Lorsque nous entendons le mot régulation, nous pensons souvent au contrôle de soi.
Nous imaginons une personne capable de gérer ses émotions, de garder son calme ou de ne pas se laisser déborder. C’est vrai, mais en partie seulement car la régulation désigne quelque chose de bien plus vaste et de profondément vivant.
Un organisme seul, ça n’existe pas
D. W. Winnicott l’a écrit, un bébé tout seul, ça n’existe pas. Ni aucun organisme vivant d’ailleurs ! Toute vie doit continuellement ajuster son fonctionnement aux variations de son environnement. Une cellule régule ses échanges avec son milieu. Une forêt ajuste sa croissance aux saisons, aux précipitations et aux interactions entre les espèces qui la composent. Un chevreuil adapte son comportement à la présence d’un prédateur, à la disponibilité de nourriture ou aux signaux envoyés par ses congénères. La vie ne se maintient jamais dans un état fixe, elle repose sur une capacité permanente d’ajustement.
Les êtres humains n’échappent pas à ce fonctionnement. Notre système nerveux passe lui aussi son temps à évaluer les conditions du milieu afin de déterminer si celui-ci est suffisamment sûr, prévisible et soutenant. Cette évaluation s’effectue en grande partie sous le seuil de la conscience. À chaque instant, notre organisme ajuste notre rythme cardiaque, notre tonus musculaire, notre respiration, notre attention ou encore notre disponibilité relationnelle.
La régulation correspond ainsi à la capacité d’un organisme à demeurer suffisamment flexible pour faire face aux changements de son environnement sans perdre sa cohérence interne.

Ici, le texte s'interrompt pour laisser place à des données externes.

//! cost-testkit
//!
//! In-memory collaborators and fixtures for scenario tests. Nothing here is
//! linked into the `aiven-cost` binary.

mod billing;
mod rates;
mod warehouse;

pub use billing::StubBillingApi;
pub use rates::StubRatesApi;
pub use warehouse::InMemoryWarehouse;

use chrono::{DateTime, TimeZone, Utc};
use cost_aiven::{Invoice, InvoiceLine, InvoiceStatus, LineType, Tags};

pub const BILLING_GROUP: &str = "bg-test";
pub const COST_TABLE: &str = "cost_items";
pub const CURRENCY_TABLE: &str = "currency_rates";

pub fn invoice(id: &str, status: &str) -> Invoice {
    Invoice {
        id: id.to_string(),
        total_inc_vat: "100.00".to_string(),
        status: InvoiceStatus::parse(status),
    }
}

pub fn month_start(year: i32, month: u32) -> DateTime<Utc> {
    Utc.with_ymd_and_hms(year, month, 1, 0, 0, 0)
        .single()
        .unwrap_or_default()
}

/// A `service_charge` line for March 2024.
pub fn service_line(service_type: &str, project: &str, service: &str, cost: &str) -> InvoiceLine {
    InvoiceLine {
        timestamp_begin: month_start(2024, 3),
        timestamp_end: month_start(2024, 4),
        cost: cost.to_string(),
        currency: "eur".to_string(),
        service_type: service_type.to_string(),
        service_name: service.to_string(),
        project_name: project.to_string(),
        line_type: LineType::ServiceCharge,
    }
}

/// An account-level line (support, extra or credit) with no service name.
pub fn account_line(line_type: LineType, cost: &str) -> InvoiceLine {
    InvoiceLine {
        timestamp_begin: month_start(2024, 3),
        timestamp_end: month_start(2024, 4),
        cost: cost.to_string(),
        currency: "eur".to_string(),
        service_type: String::new(),
        service_name: String::new(),
        project_name: String::new(),
        line_type,
    }
}

pub fn tags(tenant: &str, team: &str, environment: &str) -> Tags {
    Tags {
        tenant: tenant.to_string(),
        team: team.to_string(),
        environment: environment.to_string(),
    }
}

Cette définition invite à déplacer notre regard. Nous avons souvent tendance à considérer la régulation comme une compétence individuelle. Pourtant, aucun organisme vivant ne se régule seul.
Régulation et co-régulation
Chez les mammifères sociaux, la régulation est d’abord une expérience relationnelle. Un nourrisson humain naît avec un système nerveux particulièrement immature. Il dépend entièrement de la présence d’autres êtres humains pour réguler sa température, sa faim, son sommeil, son niveau d’activation physiologique et ses émotions. Les travaux sur l’attachement montrent que la répétition de milliers d’interactions quotidiennes avec des donneurs de soin disponibles permet progressivement à l’enfant d’intérioriser des capacités d’autorégulation.
Le regard, la voix, les expressions faciales, le contact corporel et la qualité de la présence constituent autant de signaux qui informent le système nerveux sur l’état du monde. Un visage calme peut apaiser un enfant en détresse. Une voix chaleureuse peut réduire l’activation physiologique. À l’inverse, des interactions imprévisibles, menaçantes ou la négligence peuvent maintenir l’organisme dans un état durable d’hypervigilance.
Nous apprenons donc à nous réguler au sein de relations.
Cette réalité dépasse largement l’enfance. À l’âge adulte, notre équilibre demeure profondément relationnel. Une conversation soutenante, la présence d’un proche, un sentiment d’appartenance à un groupe ou simplement la sensation d’être compris continuent d’influencer notre physiologie. Les êtres humains restent, tout au long de leur vie, des organismes de corégulation.
Régulation et interdépendance dans les vies autres-qu’humaines
Aucun écosystème ne fonctionne à partir d’éléments isolés. Les forêts, les récifs coralliens ou les sols vivants reposent sur un tissu dense d’interactions entre espèces. La stabilité d’un système vivant dépend moins de l’autonomie de ses composants que de la qualité des relations qui les unissent.
Un sol vivant offre une image particulièrement parlante. Sa fertilité émerge des échanges incessants entre bactéries, champignons, racines, insectes, eau et matière organique. Lorsque ces relations se dégradent, le système perd progressivement sa capacité à absorber les perturbations. Il devient plus vulnérable aux sécheresses, aux inondations et aux effondrements.
Nos systèmes nerveux semblent obéir à une logique comparable. La capacité à traverser l’incertitude, la perte ou le stress dépend largement de la qualité des relations qui nous entourent et des environnements dans lesquels nous évoluons. La régulation apparaît alors comme une propriété émergente des liens qui nous relient aux autres et au monde vivant.
Peut-être avons-nous hérité d’une vision excessivement individualiste de l’être humain. Nous parlons volontiers d’autonomie, d’indépendance ou de maîtrise de soi. Pourtant, la biologie raconte une autre histoire. Celle d’organismes interdépendants, dont l’équilibre se construit au sein de relations multiples.